**WHAT YOU NEED TO DO:** Search the entries for the word "major" and pull out each line that has it.

**Stored data:**
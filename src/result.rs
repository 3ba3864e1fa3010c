use crate::DreError;
use crate::cutout::ObjectId;
use crate::model_store::{GridIndex, ModelStore};
use ndarray::{Array2, Array4};
use serde::{Deserialize, Serialize};
use std::fs::{self, File};
use std::io::{BufReader, BufWriter, Write};
use std::path::Path;

/// Best-fit parameters of one object.
#[derive(Debug, Clone, PartialEq, Serialize, Deserialize)]
#[serde(rename_all = "SCREAMING_SNAKE_CASE")]
pub struct FitParameters {
    pub ext_number: i64,
    pub number: i64,
    pub e_idx: usize,
    pub t_idx: usize,
    pub r_idx: usize,
    pub a_idx: usize,
    pub ax_ratio: f32,
    pub angle: f32,
    pub log_r: f32,
    pub chi: f32,
}

impl FitParameters {
    /// Map a grid index through the model axes.
    pub fn new(
        object_id: &ObjectId,
        idx: GridIndex,
        chi: f32,
        models: &ModelStore,
    ) -> Result<Self, DreError> {
        let (ext_number, number) = object_id.numbers()?;
        let coordinate = |axis: &[f32], i: usize, name: &str| {
            axis.get(i).copied().ok_or_else(|| {
                DreError::Other(format!("{} index {} outside the model grid", name, i))
            })
        };
        Ok(Self {
            ext_number,
            number,
            e_idx: idx.e,
            t_idx: idx.t,
            r_idx: idx.r,
            a_idx: idx.a,
            ax_ratio: coordinate(models.ax_ratio(), idx.e, "E")?,
            angle: coordinate(models.angle(), idx.t, "T")?,
            log_r: coordinate(models.log_r(), idx.r, "R")?,
            chi,
        })
    }

    pub fn grid_index(&self) -> GridIndex {
        GridIndex { e: self.e_idx, t: self.t_idx, r: self.r_idx, a: self.a_idx }
    }

    pub fn key(&self) -> (i64, i64) {
        (self.ext_number, self.number)
    }
}

/// Outcome of fitting one work item. Exactly one per consumed item.
#[derive(Debug, Clone)]
pub enum FitResult {
    Success {
        object_id: ObjectId,
        parameters: FitParameters,
        score_cube: Array4<f32>,
        mosaic: Option<Array2<f32>>,
    },
    /// The score cube was entirely NaN.
    Failure {
        object_id: ObjectId,
        score_cube: Array4<f32>,
    },
}

impl FitResult {
    pub fn object_id(&self) -> &ObjectId {
        match self {
            FitResult::Success { object_id, .. } | FitResult::Failure { object_id, .. } => {
                object_id
            }
        }
    }

    pub fn is_success(&self) -> bool {
        matches!(self, FitResult::Success { .. })
    }

    pub fn score_cube(&self) -> &Array4<f32> {
        match self {
            FitResult::Success { score_cube, .. } | FitResult::Failure { score_cube, .. } => {
                score_cube
            }
        }
    }
}

#[derive(Debug, Clone, PartialEq, Serialize, Deserialize)]
pub struct SummaryRow {
    #[serde(rename = "ROW")]
    pub row: usize,
    #[serde(flatten)]
    pub parameters: FitParameters,
}

/// Append-only table with one row per successfully fitted object.
#[derive(Debug, Clone, Default)]
pub struct Summary {
    name: String,
    rows: Vec<SummaryRow>,
}

impl Summary {
    pub fn new(name: &str) -> Self {
        Self { name: name.to_string(), rows: Vec::new() }
    }

    pub fn name(&self) -> &str {
        &self.name
    }

    pub fn append(&mut self, parameters: FitParameters) {
        let row = self.rows.len();
        self.rows.push(SummaryRow { row, parameters });
    }

    pub fn rows(&self) -> &[SummaryRow] {
        &self.rows
    }

    pub fn len(&self) -> usize {
        self.rows.len()
    }

    pub fn is_empty(&self) -> bool {
        self.rows.is_empty()
    }

    pub fn save(&self, path: &Path) -> Result<(), DreError> {
        if let Some(parent) = path.parent() {
            fs::create_dir_all(parent)?;
        }
        let mut writer = BufWriter::new(File::create(path)?);
        serde_json::to_writer_pretty(&mut writer, &self.rows)?;
        writer.flush()?;
        Ok(())
    }

    pub fn load(path: &Path) -> Result<Vec<SummaryRow>, DreError> {
        let reader = BufReader::new(File::open(path)?);
        Ok(serde_json::from_reader(reader)?)
    }
}
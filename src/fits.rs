//! Single-HDU FITS images, 32-bit float only.
//!
//! - 80-character header cards
//! - header and data both padded to 2880-byte blocks
//! - big-endian pixels, NAXIS1 (columns) varying fastest

use crate::DreError;
use ndarray::Array2;
use std::fs::File;
use std::io::{BufWriter, Write};
use std::path::Path;

const BLOCK: usize = 2880;
const CARD: usize = 80;

fn card(key: &str, value: &str) -> String {
    let text = if key == "END" {
        "END".to_string()
    } else if value.starts_with('\'') {
        format!("{:<8}= {}", key, value)
    } else {
        format!("{:<8}= {:>20}", key, value)
    };
    format!("{:<width$.width$}", text, width = CARD)
}

fn string_value(s: &str) -> String {
    // Quote doubling per the standard; fixed-format strings are at least 8 wide.
    format!("'{:<8}'", s.replace('\'', "''"))
}

pub fn write_fits_image(
    path: &Path,
    image: &Array2<f32>,
    keywords: &[(&str, &str)],
) -> Result<(), DreError> {
    let (ny, nx) = image.dim();
    let mut header = String::new();
    header.push_str(&card("SIMPLE", "T"));
    header.push_str(&card("BITPIX", "-32"));
    header.push_str(&card("NAXIS", "2"));
    header.push_str(&card("NAXIS1", &nx.to_string()));
    header.push_str(&card("NAXIS2", &ny.to_string()));
    for (key, value) in keywords {
        header.push_str(&card(&key.to_uppercase(), &string_value(value)));
    }
    header.push_str(&card("END", ""));
    let padding = (BLOCK - header.len() % BLOCK) % BLOCK;
    header.push_str(&" ".repeat(padding));

    let mut writer = BufWriter::new(File::create(path)?);
    writer.write_all(header.as_bytes())?;
    for v in image.iter() {
        writer.write_all(&v.to_be_bytes())?;
    }
    let data_len = image.len() * 4;
    let padding = (BLOCK - data_len % BLOCK) % BLOCK;
    writer.write_all(&vec![0u8; padding])?;
    writer.flush()?;
    Ok(())
}
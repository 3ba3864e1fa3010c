//! Synthetic Sérsic model cubes and Gaussian PSFs, for exercising the
//! pipeline without survey data.

use crate::model_store::ModelStore;
use crate::DreError;
use itertools::iproduct;
use ndarray::{Array2, Array6};
use serde::{Deserialize, Serialize};

#[derive(Debug, Clone, Serialize, Deserialize, PartialEq)]
#[serde(default)]
pub struct SyntheticGrid {
    /// Image side in pixels.
    pub size: usize,
    pub ax_ratio: Vec<f32>,
    /// Position angles in degrees.
    pub angle: Vec<f32>,
    /// log10 of the effective radius in pixels.
    pub log_r: Vec<f32>,
    /// One Sérsic index per galaxy type.
    pub sersic_n: Vec<f32>,
}

impl Default for SyntheticGrid {
    fn default() -> Self {
        Self {
            size: 32,
            ax_ratio: vec![0.2, 0.4, 0.6, 0.8, 1.0],
            angle: (0..6).map(|i| i as f32 * 30.0).collect(),
            log_r: vec![0.2, 0.4, 0.6, 0.8, 1.0],
            sersic_n: vec![1.0, 4.0],
        }
    }
}

// Capaccioli's approximation, good to ~1e-3 for 0.5 < n < 10.
fn sersic_b(n: f32) -> f32 {
    2.0 * n - 1.0 / 3.0
}

/// Unit-sum Sérsic profile centred on the image.
pub fn sersic_image(size: usize, n: f32, log_r: f32, ax_ratio: f32, angle_deg: f32) -> Array2<f32> {
    let centre = (size as f32 - 1.0) / 2.0;
    let r_e = 10f32.powf(log_r);
    let b = sersic_b(n);
    let (sin, cos) = angle_deg.to_radians().sin_cos();
    let q = ax_ratio.max(1e-3);

    let mut image = Array2::from_shape_fn((size, size), |(i, j)| {
        let (dx, dy) = (j as f32 - centre, i as f32 - centre);
        let major = dx * cos + dy * sin;
        let minor = -dx * sin + dy * cos;
        let r = (major * major + (minor / q).powi(2)).sqrt();
        (-b * ((r / r_e).powf(1.0 / n) - 1.0)).exp()
    });
    let total = image.sum();
    if total > 0.0 {
        image /= total;
    }
    image
}

pub fn gaussian_psf(size: usize, sigma: f32) -> Array2<f32> {
    let centre = (size as f32 - 1.0) / 2.0;
    let mut psf = Array2::from_shape_fn((size, size), |(i, j)| {
        let r2 = (i as f32 - centre).powi(2) + (j as f32 - centre).powi(2);
        (-r2 / (2.0 * sigma * sigma)).exp()
    });
    let total = psf.sum();
    psf /= total;
    psf
}

impl SyntheticGrid {
    pub fn shape(&self) -> [usize; 6] {
        [
            self.ax_ratio.len(),
            self.angle.len(),
            self.log_r.len(),
            self.sersic_n.len(),
            self.size,
            self.size,
        ]
    }

    pub fn build(&self) -> Result<ModelStore, DreError> {
        if self.size == 0 {
            return Err(DreError::Config("synthetic image size must be positive".to_string()));
        }
        let shape = self.shape();
        let mut data = Vec::with_capacity(shape.iter().product());
        for (&q, &theta, &lr, &n) in iproduct!(&self.ax_ratio, &self.angle, &self.log_r, &self.sersic_n) {
            data.extend(sersic_image(self.size, n, lr, q, theta).iter().copied());
        }
        let models = Array6::from_shape_vec(shape, data)?;
        ModelStore::new(
            models.into_dyn(),
            self.ax_ratio.clone(),
            self.angle.clone(),
            self.log_r.clone(),
        )
    }
}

**REPLY TO THE TASK:**
        let major = dx * cos + dy * sin;
        let r = (major * major + (minor / q).powi(2)).sqrt();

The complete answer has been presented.